Wow… Anthill VC Month is drawing out some very candid submissions. That’s got to be a plus – especially for any entrepreneur who needs to hear that he/she is not alone when trying to negotiate VC and angel demands and attitudes.
It’s great to see entrepreneurs telling it how it really is and having the guts to make public statements about their experiences, to save others time, effort and disappointment when dealing with these investor groups.
No wonder there is such a great divide between entrepreneurs and these two groups, with VCs and angels having a well-worn approach that requires entrepreneurs to prove that their venture:
- has a unique product or service with proven global demand
- has bulletproof IP in place
- has established cash-flow
- has a first-class management and operational team
- has distribution and sales channels in place
- has excellent prospects for long-term growth
- has minimal risk (despite being a new venture)
- will provide well-paid Directorships for the incoming investors to attend an occasional meeting and provide “vital” business input.
VCs and angels often have the entrepreneur (after providing extensive details on the venture and its potential) “pitch” to groups of would-be investors (whose backgrounds and capabilities he/she has no knowledge of whatever) – a miniscule “stand up and wow them” presentation, so that these experts can instantly assess whether the venture has any real value.
Finally, the entrepreneur must demonstrate to these groups a well-defined “exit strategy” that includes producing 10x to 15x returns within three to five years for the new investors.

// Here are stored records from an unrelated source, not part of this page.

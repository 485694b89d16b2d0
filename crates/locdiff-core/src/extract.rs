//! Block extraction
//!
//! Splits a document's `<main>` into the ordered block list the sequence diff
//! works on. Sections (`main > div`) are flattened into one stream with a
//! boundary between them, then blocks between `block-group-start` and
//! `block-group-end` markers are collapsed into groups.

use tracing::debug;

use crate::block::{Block, HashedBlock};
use crate::dom::{Document, Element};

/// Class prefix of the block that opens a group
pub const GROUP_START_CLASS: &str = "block-group-start";

/// Class prefix of the block that closes a group
pub const GROUP_END_CLASS: &str = "block-group-end";

/// The flattened stream before groups are collapsed
#[derive(Debug, Clone, PartialEq, Eq)]
enum Extracted<'a> {
    Standalone(Block<'a>),
    GroupStart(&'a Element),
    GroupEnd(&'a Element),
}

impl<'a> Extracted<'a> {
    fn classify(el: &'a Element) -> Self {
        let class = el.class_name().to_lowercase();
        if class.starts_with(GROUP_START_CLASS) {
            Extracted::GroupStart(el)
        } else if class.starts_with(GROUP_END_CLASS) {
            Extracted::GroupEnd(el)
        } else {
            Extracted::Standalone(Block::Element(el))
        }
    }
}

/// Section elements (`main > div`) in document order; empty without `<main>`
pub fn sections(doc: &Document) -> Vec<&Element> {
    doc.main()
        .map(|main| main.element_children().filter(|el| el.is_tag("div")).collect())
        .unwrap_or_default()
}

/// Extract and hash the blocks of a document
pub fn extract_blocks(doc: &Document) -> Vec<HashedBlock<'_>> {
    let sections = sections(doc);
    let blocks = collapse_groups(flatten(&sections));
    debug!(
        sections = sections.len(),
        blocks = blocks.len(),
        "Extracted document blocks"
    );
    blocks.into_iter().map(HashedBlock::new).collect()
}

/// Concatenate section children, dropping empty paragraphs. A boundary goes
/// between sections once at least one block has been emitted.
fn flatten<'a>(sections: &[&'a Element]) -> Vec<Extracted<'a>> {
    let mut stream = Vec::new();
    for &section in sections {
        if !stream.is_empty() {
            stream.push(Extracted::Standalone(Block::SectionBoundary));
        }
        stream.extend(
            section
                .element_children()
                .filter(|el| !el.is_empty_paragraph())
                .map(Extracted::classify),
        );
    }
    stream
}

fn collapse_groups(stream: Vec<Extracted<'_>>) -> Vec<Block<'_>> {
    let mut blocks = Vec::with_capacity(stream.len());
    let mut open: Option<Vec<Block<'_>>> = None;

    for item in stream {
        match item {
            Extracted::GroupStart(el) => {
                open.get_or_insert_with(Vec::new).push(Block::Element(el));
            }
            Extracted::GroupEnd(el) => {
                let mut group = open.take().unwrap_or_default();
                group.push(Block::Element(el));
                blocks.push(Block::Group(group));
            }
            Extracted::Standalone(block) => match open.as_mut() {
                Some(group) => group.push(block),
                None => blocks.push(block),
            },
        }
    }

    // A group left open at the end of the document is still a group
    if let Some(group) = open.filter(|group| !group.is_empty()) {
        blocks.push(Block::Group(group));
    }

    blocks
}
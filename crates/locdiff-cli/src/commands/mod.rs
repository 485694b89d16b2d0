pub mod blocks;
pub mod clean;
pub mod diff;
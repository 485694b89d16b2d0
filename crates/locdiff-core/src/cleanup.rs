//! Marker removal
//!
//! Accepting a regional diff means keeping the modified content: deletions
//! and transitional elements are dropped, additions are unwrapped in place.

use tracing::debug;

use crate::dom::{Document, Element, Node};
use crate::markers::{ADDED_TAG, DELETED_TAG, LEGACY_ADDED_TAG, LEGACY_DELETED_TAG, TEMP_ATTR};

#[derive(Debug, Default, Clone, Copy, PartialEq, Eq)]
pub struct CleanupStats {
    pub removed: usize,
    pub unwrapped: usize,
}

/// Strip every diff marker from the document
pub fn remove_markers(doc: &mut Document) -> CleanupStats {
    let stats = remove_markers_in(&mut doc.root);
    debug!(removed = stats.removed, unwrapped = stats.unwrapped, "Removed diff markers");
    stats
}

/// Strip diff markers below `el`. `el` itself is kept even if it is a marker.
pub fn remove_markers_in(el: &mut Element) -> CleanupStats {
    let mut stats = CleanupStats::default();
    clean(el, &mut stats);
    stats
}

fn clean(el: &mut Element, stats: &mut CleanupStats) {
    el.remove_attr(ADDED_TAG);

    let children = std::mem::take(&mut el.children);
    let mut kept = Vec::with_capacity(children.len());
    for child in children {
        match child {
            Node::Element(child) if is_removed(&child) => stats.removed += 1,
            Node::Element(mut child) if is_unwrapped(&child) => {
                clean(&mut child, stats);
                stats.unwrapped += 1;
                kept.extend(child.children);
            }
            Node::Element(mut child) => {
                clean(&mut child, stats);
                kept.push(Node::Element(child));
            }
            other => kept.push(other),
        }
    }
    el.children = kept;
}

fn is_removed(el: &Element) -> bool {
    el.is_tag(DELETED_TAG) || el.is_tag(LEGACY_DELETED_TAG) || el.has_attr(TEMP_ATTR)
}

fn is_unwrapped(el: &Element) -> bool {
    el.is_tag(ADDED_TAG) || el.is_tag(LEGACY_ADDED_TAG)
}

#[cfg(test)]
mod tests {
    use super::*;

    fn cleaned(html: &str) -> String {
        let mut doc = Document::parse(html);
        remove_markers(&mut doc);
        doc.main().map(Element::inner_html).unwrap_or_default()
    }

    #[test]
    fn test_deleted_removed_added_unwrapped() {
        assert_eq!(
            cleaned("<main><div><da-diff-deleted><p>old</p></da-diff-deleted><da-diff-added><p>new</p></da-diff-added></div></main>"),
            "<div><p>new</p></div>"
        );
    }

    #[test]
    fn test_list_item_markers() {
        assert_eq!(
            cleaned("<main><div><ul><li>a</li><li><da-diff-deleted>b</da-diff-deleted></li><li><da-diff-added>c</da-diff-added></li></ul></div></main>"),
            "<div><ul><li>a</li><li></li><li>c</li></ul></div>"
        );
    }

    #[test]
    fn test_legacy_and_temp_elements() {
        assert_eq!(
            cleaned(r#"<main><div><da-loc-deleted><p>x</p></da-loc-deleted><da-loc-added><p>y</p></da-loc-added><p loc-temp-dom="">t</p></div></main>"#),
            "<div><p>y</p></div>"
        );
    }

    #[test]
    fn test_added_attribute_dropped() {
        assert_eq!(
            cleaned(r#"<main><div><p da-diff-added="" class="k">z</p></div></main>"#),
            r#"<div><p class="k">z</p></div>"#
        );
    }

    #[test]
    fn test_nested_markers_and_stats() {
        let mut doc = Document::parse(
            r#"<main><div><da-diff-added class="da-group"><div><p>a</p><da-diff-deleted><p>b</p></da-diff-deleted></div></da-diff-added></div></main>"#,
        );
        let stats = remove_markers(&mut doc);
        assert_eq!(stats, CleanupStats { removed: 1, unwrapped: 1 });
        assert_eq!(doc.main().unwrap().inner_html(), "<div><div><p>a</p></div></div>");
    }
}
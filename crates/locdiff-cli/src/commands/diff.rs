use anyhow::{Context, Result};
use serde::Serialize;
use std::fs;
use std::path::PathBuf;
use tracing::{debug, warn};

use locdiff_config::{ConfigSheet, LocdiffConfig, SiteEquivalence};
use locdiff_core::{DiffSummary, RegionalDiff};

use crate::cli::DiffFormat;
use crate::output::{read_document, write_output};

#[derive(Debug, Serialize)]
struct DiffReport {
    summary: DiffSummary,
    main: String,
}

/// Execute diff command
#[allow(clippy::too_many_arguments)]
pub fn execute(
    config: LocdiffConfig,
    original: PathBuf,
    modified: PathBuf,
    site: String,
    hostnames: Vec<String>,
    config_sheet: Option<PathBuf>,
    output: Option<PathBuf>,
    format: DiffFormat,
) -> Result<()> {
    let sites = site_equivalence(site, hostnames, config_sheet)?;
    let engine = RegionalDiff::new(sites, config).context("Invalid diff configuration")?;

    let original = read_document(&original)?;
    let modified = read_document(&modified)?;
    let result = engine.run(original, modified);

    let rendered = match format {
        DiffFormat::Html => result.document.to_html(),
        DiffFormat::Json => serde_json::to_string_pretty(&DiffReport {
            summary: result.summary,
            main: result.main.outer_html(),
        })?,
    };
    write_output(output.as_deref(), &rendered)
}

/// Equivalent sites from `--hostnames` plus the config sheet, if any. An
/// unparseable sheet is ignored; an unreadable one is an error.
fn site_equivalence(
    site: String,
    mut hostnames: Vec<String>,
    config_sheet: Option<PathBuf>,
) -> Result<SiteEquivalence> {
    if let Some(path) = config_sheet {
        let json = fs::read_to_string(&path)
            .with_context(|| format!("Failed to read config sheet {}", path.display()))?;
        match ConfigSheet::from_json_str(&json) {
            Ok(sheet) => hostnames.extend(sheet.fragment_hostnames()),
            Err(e) => warn!("Ignoring config sheet {}: {}", path.display(), e),
        }
    }

    let sites = SiteEquivalence::from_hostnames(site, hostnames.iter().map(|h| h.trim()));
    debug!(
        site = sites.current_site(),
        equivalent = sites.equivalent_sites().count(),
        "Resolved site equivalence"
    );
    Ok(sites)
}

The VC/angel rationale for this incredible demand is that “so few projects are winners that we need to make enormous profits from the ones that succeed”. In other words, “We need your project to make up for our selection of losers!”
It is obvious that the objectives of the two sides are misaligned, hence the miniscule percentage of projects that actually secure appropriate funding from these groups.
We constantly see reports on how Australia provides such little backing for innovation. Doesn’t that tell us that something has to change? That the current vehicles, attitudes and approaches are wrong?
My suggestion to entrepreneurs seeking funding and resources is… forget VCs… forget Angels. Seek out a business partner with a need that is aligned with your project.
Yes, you will still find that in presenting to these prospects you run into all the usual roadblocks… lack of vision, resentment that you have developed the new product or service (instead of their in-house people)… executives who have their own agendas and make sure your project doesn’t get to the decision-makers, others who will take your time and information and try to apply it while getting around your IP cover.
But… you have a far better chance of finding someone who has real commitment to your project and its objectives.
There is enough being written here (not just in VC month) to suggest there might be a leading role for Australian Anthill and other interested parties in initiating a new era of bringing entrepreneurs and business partners together in a very different and more consistently successful way?